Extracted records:
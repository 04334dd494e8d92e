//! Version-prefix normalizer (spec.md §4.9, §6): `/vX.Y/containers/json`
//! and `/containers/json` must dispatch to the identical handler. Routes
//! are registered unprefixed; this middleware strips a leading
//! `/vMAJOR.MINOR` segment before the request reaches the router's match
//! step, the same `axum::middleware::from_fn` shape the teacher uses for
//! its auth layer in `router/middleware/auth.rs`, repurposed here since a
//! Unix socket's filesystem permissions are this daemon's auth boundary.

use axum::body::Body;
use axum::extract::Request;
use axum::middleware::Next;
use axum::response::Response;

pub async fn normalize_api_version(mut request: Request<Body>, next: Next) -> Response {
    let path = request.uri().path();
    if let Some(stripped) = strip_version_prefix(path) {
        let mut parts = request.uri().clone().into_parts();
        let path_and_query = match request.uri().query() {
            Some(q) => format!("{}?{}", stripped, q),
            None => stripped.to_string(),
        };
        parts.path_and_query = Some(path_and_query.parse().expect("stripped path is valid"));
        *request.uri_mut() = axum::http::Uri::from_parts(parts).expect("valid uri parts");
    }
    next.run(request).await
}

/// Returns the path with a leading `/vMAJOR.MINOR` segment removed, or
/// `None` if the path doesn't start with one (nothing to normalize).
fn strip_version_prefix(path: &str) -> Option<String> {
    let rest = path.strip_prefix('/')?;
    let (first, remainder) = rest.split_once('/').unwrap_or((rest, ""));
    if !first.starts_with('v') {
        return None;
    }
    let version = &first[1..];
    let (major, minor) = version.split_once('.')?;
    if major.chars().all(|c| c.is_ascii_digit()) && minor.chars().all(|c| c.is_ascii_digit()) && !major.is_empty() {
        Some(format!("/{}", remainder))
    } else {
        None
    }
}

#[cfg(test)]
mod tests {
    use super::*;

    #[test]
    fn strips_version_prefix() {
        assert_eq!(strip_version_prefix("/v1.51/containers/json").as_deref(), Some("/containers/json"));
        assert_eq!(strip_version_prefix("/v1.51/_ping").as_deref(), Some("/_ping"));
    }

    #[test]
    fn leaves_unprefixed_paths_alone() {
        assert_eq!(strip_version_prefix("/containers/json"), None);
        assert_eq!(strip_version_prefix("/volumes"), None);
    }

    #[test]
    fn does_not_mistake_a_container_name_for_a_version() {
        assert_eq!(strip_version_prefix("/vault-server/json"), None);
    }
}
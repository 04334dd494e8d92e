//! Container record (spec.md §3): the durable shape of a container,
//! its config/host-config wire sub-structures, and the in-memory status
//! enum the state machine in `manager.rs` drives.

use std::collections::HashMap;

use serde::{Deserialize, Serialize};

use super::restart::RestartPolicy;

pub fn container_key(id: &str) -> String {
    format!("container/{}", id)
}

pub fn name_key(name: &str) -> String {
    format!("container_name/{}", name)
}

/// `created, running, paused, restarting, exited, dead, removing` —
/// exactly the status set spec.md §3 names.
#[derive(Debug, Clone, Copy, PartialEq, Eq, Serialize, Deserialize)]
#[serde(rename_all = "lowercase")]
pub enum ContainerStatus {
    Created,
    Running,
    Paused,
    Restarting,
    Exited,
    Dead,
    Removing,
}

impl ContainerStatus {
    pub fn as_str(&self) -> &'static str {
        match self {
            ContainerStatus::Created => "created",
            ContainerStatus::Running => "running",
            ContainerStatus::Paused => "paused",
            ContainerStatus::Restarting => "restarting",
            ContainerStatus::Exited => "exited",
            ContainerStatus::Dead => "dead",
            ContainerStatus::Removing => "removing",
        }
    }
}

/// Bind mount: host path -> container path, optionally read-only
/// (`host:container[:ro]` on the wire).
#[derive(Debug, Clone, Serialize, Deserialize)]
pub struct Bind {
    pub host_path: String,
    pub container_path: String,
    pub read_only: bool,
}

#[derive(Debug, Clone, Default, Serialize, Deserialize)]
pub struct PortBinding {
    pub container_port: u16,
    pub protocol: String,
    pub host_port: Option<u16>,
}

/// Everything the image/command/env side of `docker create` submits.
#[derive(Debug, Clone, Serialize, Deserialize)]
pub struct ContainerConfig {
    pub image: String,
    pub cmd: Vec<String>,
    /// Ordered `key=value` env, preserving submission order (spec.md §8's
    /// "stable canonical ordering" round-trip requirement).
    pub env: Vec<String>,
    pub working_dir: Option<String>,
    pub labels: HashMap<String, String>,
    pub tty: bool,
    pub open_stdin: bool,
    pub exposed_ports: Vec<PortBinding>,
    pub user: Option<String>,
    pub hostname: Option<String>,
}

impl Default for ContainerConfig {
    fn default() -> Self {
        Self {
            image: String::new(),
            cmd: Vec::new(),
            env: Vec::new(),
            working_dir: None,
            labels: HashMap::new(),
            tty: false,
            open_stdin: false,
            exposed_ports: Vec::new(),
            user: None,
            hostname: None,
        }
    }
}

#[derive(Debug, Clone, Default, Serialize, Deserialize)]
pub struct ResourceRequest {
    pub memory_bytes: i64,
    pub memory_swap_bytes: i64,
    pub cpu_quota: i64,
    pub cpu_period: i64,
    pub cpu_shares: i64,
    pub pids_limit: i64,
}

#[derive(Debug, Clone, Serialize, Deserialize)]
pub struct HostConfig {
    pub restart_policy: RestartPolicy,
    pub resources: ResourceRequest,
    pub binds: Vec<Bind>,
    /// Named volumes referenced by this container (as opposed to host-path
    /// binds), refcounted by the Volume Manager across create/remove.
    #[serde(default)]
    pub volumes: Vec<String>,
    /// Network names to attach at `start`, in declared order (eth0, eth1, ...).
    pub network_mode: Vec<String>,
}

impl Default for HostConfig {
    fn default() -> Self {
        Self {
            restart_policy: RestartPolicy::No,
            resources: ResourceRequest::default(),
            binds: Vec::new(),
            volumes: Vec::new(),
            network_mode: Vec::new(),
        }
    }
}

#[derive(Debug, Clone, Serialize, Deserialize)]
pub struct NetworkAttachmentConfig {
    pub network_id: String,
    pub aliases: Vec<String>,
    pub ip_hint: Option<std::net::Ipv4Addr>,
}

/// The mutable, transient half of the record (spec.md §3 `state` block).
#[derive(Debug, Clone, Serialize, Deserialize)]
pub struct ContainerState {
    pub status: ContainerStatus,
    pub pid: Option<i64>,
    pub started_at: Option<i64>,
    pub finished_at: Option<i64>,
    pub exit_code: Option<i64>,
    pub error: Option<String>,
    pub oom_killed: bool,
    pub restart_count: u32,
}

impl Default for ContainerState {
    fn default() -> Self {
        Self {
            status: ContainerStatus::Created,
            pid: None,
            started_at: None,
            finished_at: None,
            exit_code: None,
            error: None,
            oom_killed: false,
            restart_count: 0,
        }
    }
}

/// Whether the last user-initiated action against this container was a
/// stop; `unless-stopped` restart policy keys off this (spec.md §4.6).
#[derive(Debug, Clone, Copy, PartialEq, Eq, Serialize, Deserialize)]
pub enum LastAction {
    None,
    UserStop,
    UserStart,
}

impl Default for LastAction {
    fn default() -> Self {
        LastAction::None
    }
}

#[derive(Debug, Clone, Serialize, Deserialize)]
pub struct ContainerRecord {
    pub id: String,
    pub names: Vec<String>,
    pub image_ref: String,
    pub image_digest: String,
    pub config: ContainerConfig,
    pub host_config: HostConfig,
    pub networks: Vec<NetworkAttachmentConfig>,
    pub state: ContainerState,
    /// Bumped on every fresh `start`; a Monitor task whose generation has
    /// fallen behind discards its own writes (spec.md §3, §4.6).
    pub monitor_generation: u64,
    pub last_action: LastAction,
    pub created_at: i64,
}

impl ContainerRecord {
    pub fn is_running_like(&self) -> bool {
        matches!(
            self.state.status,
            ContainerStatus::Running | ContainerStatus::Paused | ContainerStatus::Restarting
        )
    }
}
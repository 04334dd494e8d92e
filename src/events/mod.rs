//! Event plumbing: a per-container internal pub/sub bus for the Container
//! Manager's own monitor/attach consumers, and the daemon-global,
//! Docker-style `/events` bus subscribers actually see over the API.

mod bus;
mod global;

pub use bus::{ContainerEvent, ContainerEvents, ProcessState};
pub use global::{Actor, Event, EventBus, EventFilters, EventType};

**What you have to do**:
The lines above, from the first through the one containing "let version = &first[1..];", must be restated word for word, with nothing added.

**Response below**:
repository 04334dd494e8d92e
//! Version-prefix normalizer (spec.md §4.9, §6): `/vX.Y/containers/json`
//! and `/containers/json` must dispatch to the identical handler. Routes
//! are registered unprefixed; this middleware strips a leading
//! `/vMAJOR.MINOR` segment before the request reaches the router's match
//! step, the same `axum::middleware::from_fn` shape the teacher uses for
//! its auth layer in `router/middleware/auth.rs`, repurposed here since a
//! Unix socket's filesystem permissions are this daemon's auth boundary.

use axum::body::Body;
use axum::extract::Request;
use axum::middleware::Next;
use axum::response::Response;

pub async fn normalize_api_version(mut request: Request<Body>, next: Next) -> Response {
    let path = request.uri().path();
    if let Some(stripped) = strip_version_prefix(path) {
        let mut parts = request.uri().clone().into_parts();
        let path_and_query = match request.uri().query() {
            Some(q) => format!("{}?{}", stripped, q),
            None => stripped.to_string(),
        };
        parts.path_and_query = Some(path_and_query.parse().expect("stripped path is valid"));
        *request.uri_mut() = axum::http::Uri::from_parts(parts).expect("valid uri parts");
    }
    next.run(request).await
}

/// Returns the path with a leading `/vMAJOR.MINOR` segment removed, or
/// `None` if the path doesn't start with one (nothing to normalize).
fn strip_version_prefix(path: &str) -> Option<String> {
    let rest = path.strip_prefix('/')?;
    let (first, remainder) = rest.split_once('/').unwrap_or((rest, ""));
    if !first.starts_with('v') {
        return None;
    }
    let version = &first[1..];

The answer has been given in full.